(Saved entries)
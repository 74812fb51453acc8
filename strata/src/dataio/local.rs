//! On-disk block files
//!
//! Each block owns two files in the data directory:
//! - `{id:08}.blk`: the batch as an Arrow IPC stream
//! - `{id:08}.dlt`: the deltas, `magic(4) | crc32(4) | bincode body`
//!
//! `write_data` writes `.tmp` siblings; `sync` renames them into place so a
//! crash between the two leaves the previous version intact.

use std::collections::BTreeMap;
use std::fs::{self, File};
use std::io::{BufReader, BufWriter, Write};
use std::path::{Path, PathBuf};
use std::sync::atomic::{AtomicU64, Ordering};
use std::sync::Arc;

use arrow::ipc::reader::StreamReader;
use arrow::ipc::writer::StreamWriter;
use arrow::record_batch::RecordBatch;
use parking_lot::Mutex;
use roaring::RoaringBitmap;
use serde::{Deserialize, Serialize};

use super::{assemble_delta, BlockFile, FileFactory};
use crate::catalog::BlockId;
use crate::txn::Timestamp;
use crate::updates::BlockDelta;
use crate::{Result, StrataError, Value};

const DELTA_MAGIC: &[u8; 4] = b"SDLT";
const WRITE_BUFFER_SIZE: usize = 64 * 1024;

#[derive(Serialize, Deserialize)]
struct PersistedDelta {
    visible_ts: Timestamp,
    /// (column, serialized mask, values)
    updates: Vec<(u16, Vec<u8>, Vec<(u32, Value)>)>,
    deletes: Option<Vec<u8>>,
}

fn mask_bytes(mask: &RoaringBitmap) -> Result<Vec<u8>> {
    let mut buf = Vec::with_capacity(mask.serialized_size());
    mask.serialize_into(&mut buf)?;
    Ok(buf)
}

pub struct LocalBlockFile {
    data_path: PathBuf,
    delta_path: PathBuf,
    max_visible: AtomicU64,
    /// Serializes writers of the same block
    io: Mutex<()>,
}

impl LocalBlockFile {
    pub fn open(dir: &Path, block: BlockId) -> Result<Self> {
        fs::create_dir_all(dir)?;
        let file = Self {
            data_path: dir.join(format!("{:08}.blk", block)),
            delta_path: dir.join(format!("{:08}.dlt", block)),
            max_visible: AtomicU64::new(0),
            io: Mutex::new(()),
        };
        if file.delta_path.exists() {
            let persisted = file.read_persisted(&file.delta_path)?;
            file.max_visible.store(persisted.visible_ts, Ordering::Release);
        }
        Ok(file)
    }

    fn tmp(path: &Path) -> PathBuf {
        let mut p = path.as_os_str().to_owned();
        p.push(".tmp");
        PathBuf::from(p)
    }

    fn write_batch(path: &Path, batch: &RecordBatch) -> Result<()> {
        let file = File::create(path)?;
        let mut writer = BufWriter::with_capacity(WRITE_BUFFER_SIZE, file);
        {
            let mut stream_writer = StreamWriter::try_new(&mut writer, &batch.schema())?;
            stream_writer.write(batch)?;
            stream_writer.finish()?;
        }
        writer.flush()?;
        writer.get_ref().sync_all()?;
        Ok(())
    }

    fn write_persisted(path: &Path, delta: &PersistedDelta) -> Result<()> {
        let body = bincode::serialize(delta)?;
        let mut file = File::create(path)?;
        file.write_all(DELTA_MAGIC)?;
        file.write_all(&crc32fast::hash(&body).to_le_bytes())?;
        file.write_all(&body)?;
        file.sync_all()?;
        Ok(())
    }

    fn read_persisted(&self, path: &Path) -> Result<PersistedDelta> {
        let bytes = fs::read(path)?;
        if bytes.len() < 8 || &bytes[0..4] != DELTA_MAGIC {
            return Err(StrataError::Corrupted(format!("bad delta file {}", path.display())));
        }
        let crc = u32::from_le_bytes([bytes[4], bytes[5], bytes[6], bytes[7]]);
        if crc32fast::hash(&bytes[8..]) != crc {
            return Err(StrataError::Corrupted(format!(
                "delta checksum mismatch in {}",
                path.display()
            )));
        }
        Ok(bincode::deserialize(&bytes[8..])?)
    }
}

impl BlockFile for LocalBlockFile {
    fn write_data(
        &self,
        batch: &RecordBatch,
        visible_ts: Timestamp,
        update_masks: &BTreeMap<u16, RoaringBitmap>,
        update_values: &BTreeMap<u16, BTreeMap<u32, Value>>,
        delete_mask: Option<&RoaringBitmap>,
    ) -> Result<()> {
        let _io = self.io.lock();
        let mut updates = Vec::with_capacity(update_masks.len());
        for (col, mask) in update_masks {
            let values = update_values
                .get(col)
                .map(|v| v.iter().map(|(r, v)| (*r, v.clone())).collect())
                .unwrap_or_default();
            updates.push((*col, mask_bytes(mask)?, values));
        }
        let persisted = PersistedDelta {
            visible_ts,
            updates,
            deletes: delete_mask.map(mask_bytes).transpose()?,
        };

        Self::write_batch(&Self::tmp(&self.data_path), batch)?;
        Self::write_persisted(&Self::tmp(&self.delta_path), &persisted)?;
        log::debug!(
            "wrote {} rows to {} at ts {}",
            batch.num_rows(),
            self.data_path.display(),
            visible_ts
        );
        Ok(())
    }

    fn load_data(&self) -> Result<Option<RecordBatch>> {
        if !self.data_path.exists() {
            return Ok(None);
        }
        let reader = BufReader::new(File::open(&self.data_path)?);
        let mut stream_reader = StreamReader::try_new(reader, None)?;
        match stream_reader.next() {
            Some(batch) => Ok(Some(batch?)),
            None => Err(StrataError::Corrupted(format!(
                "empty block file {}",
                self.data_path.display()
            ))),
        }
    }

    fn load_deltas(&self) -> Result<BlockDelta> {
        if !self.delta_path.exists() {
            return Ok(BlockDelta::default());
        }
        let persisted = self.read_persisted(&self.delta_path)?;
        let mut masks = BTreeMap::new();
        let mut values = BTreeMap::new();
        for (col, mask, vals) in persisted.updates {
            masks.insert(col, RoaringBitmap::deserialize_from(&mask[..])?);
            values.insert(col, vals.into_iter().collect::<BTreeMap<u32, Value>>());
        }
        let deletes = persisted
            .deletes
            .map(|d| RoaringBitmap::deserialize_from(&d[..]))
            .transpose()?;
        Ok(assemble_delta(&masks, &values, deletes.as_ref()))
    }

    fn sync(&self) -> Result<()> {
        let _io = self.io.lock();
        let data_tmp = Self::tmp(&self.data_path);
        let delta_tmp = Self::tmp(&self.delta_path);
        if !data_tmp.exists() {
            return Ok(());
        }
        fs::rename(&data_tmp, &self.data_path)?;
        if delta_tmp.exists() {
            fs::rename(&delta_tmp, &self.delta_path)?;
        }
        let persisted = self.read_persisted(&self.delta_path)?;
        self.max_visible.store(persisted.visible_ts, Ordering::Release);
        Ok(())
    }

    fn max_visible(&self) -> Timestamp {
        self.max_visible.load(Ordering::Acquire)
    }

    fn destroy(&self) -> Result<()> {
        let _io = self.io.lock();
        for path in [
            self.data_path.clone(),
            self.delta_path.clone(),
            Self::tmp(&self.data_path),
            Self::tmp(&self.delta_path),
        ] {
            if path.exists() {
                fs::remove_file(&path)?;
            }
        }
        Ok(())
    }
}

/// Opens `LocalBlockFile`s under one directory
pub struct LocalFileFactory {
    dir: PathBuf,
}

impl LocalFileFactory {
    pub fn new(dir: impl Into<PathBuf>) -> Result<Self> {
        let dir = dir.into();
        fs::create_dir_all(&dir)?;
        Ok(Self { dir })
    }
}

impl FileFactory for LocalFileFactory {
    fn block_file(&self, block: BlockId) -> Result<Arc<dyn BlockFile>> {
        Ok(Arc::new(LocalBlockFile::open(&self.dir, block)?))
    }
}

ABOUT THIS EXERCISE:
Could you restate the records above word for word?

EXERCISE SOLUTION:
repository 74812fb51453acc8
filename strata/src/dataio/local.rs
//! On-disk block files
//!
//! Each block owns two files in the data directory:
//! - `{id:08}.blk`: the batch as an Arrow IPC stream
//! - `{id:08}.dlt`: the deltas, `magic(4) | crc32(4) | bincode body`
//!
//! `write_data` writes `.tmp` siblings; `sync` renames them into place so a
//! crash between the two leaves the previous version intact.

use std::collections::BTreeMap;
use std::fs::{self, File};
use std::io::{BufReader, BufWriter, Write};
use std::path::{Path, PathBuf};
use std::sync::atomic::{AtomicU64, Ordering};
use std::sync::Arc;

use arrow::ipc::reader::StreamReader;
use arrow::ipc::writer::StreamWriter;
use arrow::record_batch::RecordBatch;
use parking_lot::Mutex;
use roaring::RoaringBitmap;
use serde::{Deserialize, Serialize};

use super::{assemble_delta, BlockFile, FileFactory};
use crate::catalog::BlockId;
use crate::txn::Timestamp;
use crate::updates::BlockDelta;
use crate::{Result, StrataError, Value};

const DELTA_MAGIC: &[u8; 4] = b"SDLT";
const WRITE_BUFFER_SIZE: usize = 64 * 1024;

#[derive(Serialize, Deserialize)]
struct PersistedDelta {
    visible_ts: Timestamp,
    /// (column, serialized mask, values)
    updates: Vec<(u16, Vec<u8>, Vec<(u32, Value)>)>,
    deletes: Option<Vec<u8>>,
}

fn mask_bytes(mask: &RoaringBitmap) -> Result<Vec<u8>> {
    let mut buf = Vec::with_capacity(mask.serialized_size());
    mask.serialize_into(&mut buf)?;
    Ok(buf)
}

pub struct LocalBlockFile {
    data_path: PathBuf,
    delta_path: PathBuf,
    max_visible: AtomicU64,
    /// Serializes writers of the same block
    io: Mutex<()>,
}

impl LocalBlockFile {
    pub fn open(dir: &Path, block: BlockId) -> Result<Self> {
        fs::create_dir_all(dir)?;
        let file = Self {
            data_path: dir.join(format!("{:08}.blk", block)),
            delta_path: dir.join(format!("{:08}.dlt", block)),
            max_visible: AtomicU64::new(0),
            io: Mutex::new(()),
        };
        if file.delta_path.exists() {
            let persisted = file.read_persisted(&file.delta_path)?;
            file.max_visible.store(persisted.visible_ts, Ordering::Release);
        }
        Ok(file)
    }

    fn tmp(path: &Path) -> PathBuf {
        let mut p = path.as_os_str().to_owned();
        p.push(".tmp");
        PathBuf::from(p)
    }

    fn write_batch(path: &Path, batch: &RecordBatch) -> Result<()> {
        let file = File::create(path)?;
        let mut writer = BufWriter::with_capacity(WRITE_BUFFER_SIZE, file);
        {
            let mut stream_writer = StreamWriter::try_new(&mut writer, &batch.schema())?;
            stream_writer.write(batch)?;
            stream_writer.finish()?;
        }
        writer.flush()?;
        writer.get_ref().sync_all()?;
        Ok(())
    }

    fn write_persisted(path: &Path, delta: &PersistedDelta) -> Result<()> {
        let body = bincode::serialize(delta)?;
        let mut file = File::create(path)?;
        file.write_all(DELTA_MAGIC)?;
        file.write_all(&crc32fast::hash(&body).to_le_bytes())?;
        file.write_all(&body)?;
        file.sync_all()?;
        Ok(())
    }

    fn read_persisted(&self, path: &Path) -> Result<PersistedDelta> {
        let bytes = fs::read(path)?;
        if bytes.len() < 8 || &bytes[0..4] != DELTA_MAGIC {
            return Err(StrataError::Corrupted(format!("bad delta file {}", path.display())));
        }
        let crc = u32::from_le_bytes([bytes[4], bytes[5], bytes[6], bytes[7]]);
        if crc32fast::hash(&bytes[8..]) != crc {
            return Err(StrataError::Corrupted(format!(
                "delta checksum mismatch in {}",
                path.display()
            )));
        }
        Ok(bincode::deserialize(&bytes[8..])?)
    }
}

impl BlockFile for LocalBlockFile {
    fn write_data(
        &self,
        batch: &RecordBatch,
        visible_ts: Timestamp,
        update_masks: &BTreeMap<u16, RoaringBitmap>,
        update_values: &BTreeMap<u16, BTreeMap<u32, Value>>,
        delete_mask: Option<&RoaringBitmap>,
    ) -> Result<()> {
        let _io = self.io.lock();
        let mut updates = Vec::with_capacity(update_masks.len());
        for (col, mask) in update_masks {
            let values = update_values
                .get(col)
                .map(|v| v.iter().map(|(r, v)| (*r, v.clone())).collect())
                .unwrap_or_default();
            updates.push((*col, mask_bytes(mask)?, values));
        }
        let persisted = PersistedDelta {
            visible_ts,
            updates,
            deletes: delete_mask.map(mask_bytes).transpose()?,
        };

        Self::write_batch(&Self::tmp(&self.data_path), batch)?;
        Self::write_persisted(&Self::tmp(&self.delta_path), &persisted)?;
        log::debug!(
            "wrote {} rows to {} at ts {}",
            batch.num_rows(),
            self.data_path.display(),
            visible_ts
        );
        Ok(())
    }

    fn load_data(&self) -> Result<Option<RecordBatch>> {
        if !self.data_path.exists() {
            return Ok(None);
        }
        let reader = BufReader::new(File::open(&self.data_path)?);
        let mut stream_reader = StreamReader::try_new(reader, None)?;
        match stream_reader.next() {
            Some(batch) => Ok(Some(batch?)),
            None => Err(StrataError::Corrupted(format!(
                "empty block file {}",
                self.data_path.display()
            ))),
        }
    }

    fn load_deltas(&self) -> Result<BlockDelta> {
        if !self.delta_path.exists() {
            return Ok(BlockDelta::default());
        }
        let persisted = self.read_persisted(&self.delta_path)?;
        let mut masks = BTreeMap::new();
        let mut values = BTreeMap::new();
        for (col, mask, vals) in persisted.updates {
            masks.insert(col, RoaringBitmap::deserialize_from(&mask[..])?);
            values.insert(col, vals.into_iter().collect::<BTreeMap<u32, Value>>());
        }
        let deletes = persisted
            .deletes
            .map(|d| RoaringBitmap::deserialize_from(&d[..]))
            .transpose()?;
        Ok(assemble_delta(&masks, &values, deletes.as_ref()))
    }

    fn sync(&self) -> Result<()> {
        let _io = self.io.lock();
        let data_tmp = Self::tmp(&self.data_path);
        let delta_tmp = Self::tmp(&self.delta_path);
        if !data_tmp.exists() {
            return Ok(());
        }
        fs::rename(&data_tmp, &self.data_path)?;
        if delta_tmp.exists() {
            fs::rename(&delta_tmp, &self.delta_path)?;
        }
        let persisted = self.read_persisted(&self.delta_path)?;
        self.max_visible.store(persisted.visible_ts, Ordering::Release);
        Ok(())
    }

    fn max_visible(&self) -> Timestamp {
        self.max_visible.load(Ordering::Acquire)
    }

    fn destroy(&self) -> Result<()> {
        let _io = self.io.lock();
        for path in [
            self.data_path.clone(),
            self.delta_path.clone(),
            Self::tmp(&self.data_path),
            Self::tmp(&self.delta_path),
        ] {
            if path.exists() {
                fs::remove_file(&path)?;
            }
        }
        Ok(())
    }
}

/// Opens `LocalBlockFile`s under one directory
pub struct LocalFileFactory {
    dir: PathBuf,
}

impl LocalFileFactory {
    pub fn new(dir: impl Into<PathBuf>) -> Result<Self> {
        let dir = dir.into();
        fs::create_dir_all(&dir)?;
        Ok(Self { dir })
    }
}

impl FileFactory for LocalFileFactory {
    fn block_file(&self, block: BlockId) -> Result<Arc<dyn BlockFile>> {
        Ok(Arc::new(LocalBlockFile::open(&self.dir, block)?))
    }
}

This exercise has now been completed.